Collected data entries:
________

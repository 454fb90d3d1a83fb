use crate::data::DataError;
use crate::vision::Vision;
use image::{Rgb, RgbImage};

#[test]
fn test_save_load_and_resize() {
    let dir = tempfile::tempdir().unwrap();
    let image = RgbImage::from_pixel(4, 2, Rgb([10, 200, 30]));
    let path = dir.path().join("a/b/test.png");
    Vision::save(&image, &path).unwrap();

    let same = Vision::load_resized(&path, [2, 4]).unwrap();
    assert_eq!(same, image);

    let resized = Vision::load_resized(&path, [6, 3]).unwrap();
    assert_eq!(resized.dimensions(), (3, 6));
    // 纯色图缩放后仍为同一颜色
    assert_eq!(*resized.get_pixel(1, 1), Rgb([10, 200, 30]));

    assert!(matches!(
        Vision::load_resized(&dir.path().join("missing.png"), [2, 2]),
        Err(DataError::Image { .. })
    ));
}

#[test]
fn test_to_gray() {
    let mut image = RgbImage::new(2, 1);
    image.put_pixel(0, 0, Rgb([255, 255, 255]));
    image.put_pixel(1, 0, Rgb([255, 0, 0]));
    let gray = Vision::to_gray(&image);
    assert_eq!(gray.get_pixel(0, 0).0, [255]);
    // 0.299 × 255 = 76.245
    assert_eq!(gray.get_pixel(1, 0).0, [76]);
}

#[test]
fn test_list_images_sorted_and_filtered() {
    let dir = tempfile::tempdir().unwrap();
    let image = RgbImage::new(2, 2);
    Vision::save(&image, &dir.path().join("b.png")).unwrap();
    Vision::save(&image, &dir.path().join("a.jpg")).unwrap();
    std::fs::write(dir.path().join("notes.txt"), "x").unwrap();
    std::fs::create_dir(dir.path().join("sub.png")).unwrap();

    let files = Vision::list_images(dir.path()).unwrap();
    let names: Vec<_> = files
        .iter()
        .map(|p| p.file_name().unwrap().to_str().unwrap().to_string())
        .collect();
    assert_eq!(names, vec!["a.jpg", "b.png"]);

    assert!(matches!(
        Vision::list_images(&dir.path().join("nope")),
        Err(DataError::DirNotFound(_))
    ));
}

________

What you will do
One number answers this exercise: the count of lines above in which the word "names" appears.

The answer
2